My recent experience with MySQL has shown that you don't have to invest a fortune to have server-side cross-tabulations. The way I found it is littered with errors and disappointment, and in perspective it should appear quite boring. This is the chronicle of how I would have liked to find out a solution.
A call for help - Defining the problem
I called in the Wizard on a Friday evening. It was almost six p.m. and I was afraid he had already left for the day. Instead, he answered at the first ring.

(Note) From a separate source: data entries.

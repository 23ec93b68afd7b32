//! Serialization of [`anyhow::Error`] chains.
//!
//! `anyhow::Error` prints the chain of sources only if the alternate flag is specified,
//! so `Serializer::collect_str` alone would drop everything but the outermost message.

use anyhow::Error;
use serde::Serializer;

pub fn serialize<S: Serializer>(error: &Error, serializer: S) -> Result<S::Ok, S::Error> {
    serializer.collect_str(&format_args!("{error:#}"))
}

Wizards never go home early.
He recognized me and asked how he could help. I told him. He listed patiently, without asking silly questions in between, and finally said "I think I could provide you with some useful tool. See you in half an hour" and hung up.
Twenty five minutes later he was in my office, sitting in front of me and mentioning coffee. Then he started to ask questions.
"So, what exactly do you need to do?"
"I need to get a cross-tab out of my database."
"How did you solve the problem so far?"
"In the beginning, I used to export my data to a spreadsheet, and let the users do the work. You know, nowadays these spreadsheets can do almost anything, provided that you are smart enough. Therefore, I gave my users the possibility of exporting records to their favorite application so that they could twist the data as they liked."
"And why you can't do it anymore?"
"We're growing, you know. When I started the database, we had just a few hundred records, and everything worked just fine. But then, we hit the market really hard, and before I could realize it, we had more than ninety thousand records that were about to go down to the spreadsheets and the users complained that it was slow and asked me to integrate the x-tab into the main application. They say that, after all, these nice desktop databases that I don't want to mention -- the Wizard nodded approvingly -- have such features, and my application should have it as well."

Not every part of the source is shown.